How Louis Chenevert Supplied UTC With Visionary Leadership

January 30, 2018
By Rel

During his time with United Technologies Corporation and its subsidiaries, Louis Chenevert accomplished a lot of great things. He was an excellent steward of the company and built it into a global powerhouse in the aerospace, building, and defense industries. He did so by focusing on the long-term while also meeting shorter-term goals. He also fostered a culture of innovation and invested in both the technology and the people that make up UTC.

Earlier in his career, Louis Chenevert had worked for General Motors for a number of years. He left GM in order to advance his career at one of UTC’s subsidiaries, Pratt & Whitney Canada. This led to him becoming one of the top executives of Pratt & Whitney’s United States-based operations. During this time he pushed for a revolutionary new airplane engine called the geared turbofan engine. This engine had many benefits over regular airplane engines including putting out fewer emissions and saving a large percentage of fuel on each flight. It also benefited those who live and work near airports as a plane with this type of engine he pushed for is quieter both landing and taking off.
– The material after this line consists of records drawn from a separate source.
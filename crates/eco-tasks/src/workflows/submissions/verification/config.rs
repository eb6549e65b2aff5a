use std::time::Duration;

use serde::{Deserialize, Serialize};

pub const DEFAULT_MIN_CONFIDENCE: f64 = 0.75;
pub const DEFAULT_REVIEW_BAND: f64 = 0.25;
pub const DEFAULT_FRAUD_CEILING: f64 = 0.30;
pub const DEFAULT_SCORER_TIMEOUT: Duration = Duration::from_millis(8_000);

/// Thresholds steering the decision policy and the scorer budget.
#[derive(Debug, Clone, PartialEq, Serialize, Deserialize)]
pub struct VerificationConfig {
    pub default_min_confidence: f64,
    pub review_band: f64,
    pub fraud_ceiling: f64,
    #[serde(with = "duration_millis")]
    pub scorer_timeout: Duration,
}

impl Default for VerificationConfig {
    fn default() -> Self {
        Self {
            default_min_confidence: DEFAULT_MIN_CONFIDENCE,
            review_band: DEFAULT_REVIEW_BAND,
            fraud_ceiling: DEFAULT_FRAUD_CEILING,
            scorer_timeout: DEFAULT_SCORER_TIMEOUT,
        }
    }
}

impl VerificationConfig {
    /// Approval threshold for a task, falling back to the default when the
    /// task carries no usable override.
    pub fn threshold_for(&self, task_min_confidence: Option<f64>) -> f64 {
        task_min_confidence
            .filter(|value| value.is_finite() && (0.0..=1.0).contains(value))
            .unwrap_or(self.default_min_confidence)
    }
}

mod duration_millis {
    use serde::{Deserialize, Deserializer, Serializer};
    use std::time::Duration;

    pub fn serialize<S: Serializer>(value: &Duration, serializer: S) -> Result<S::Ok, S::Error> {
        serializer.serialize_u64(value.as_millis() as u64)
    }

    pub fn deserialize<'de, D: Deserializer<'de>>(deserializer: D) -> Result<Duration, D::Error> {
        u64::deserialize(deserializer).map(Duration::from_millis)
    }
}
Louis Chenevert’s success as the president of Pratt & Whitney eventually led to him joining UTC. Eventually, he was made the chief executive officer of the firm in 2006. One of his hallmarks as CEO was that he didn’t ship manufacturing jobs overseas like many other American companies have done in recent decades. He has created a supply chain with facilities in six different states including New York, Georgia, Florida, Maine, Connecticut, and Michigan.

As CEO, Louis Chenevert was a visionary who recognized that what was good for his company’s suppliers was also good for UTC and the broader economy. While increasing the bottom line of UTC he also helped his suppliers grow and prosper as well so that they could provide the best parts possible.

At the end of 2014, Louis Chenevert stepped away from his role at UTC. He took almost a year off to spend his time sailing. He is now at Goldman Sachs as one of their exclusive advisors.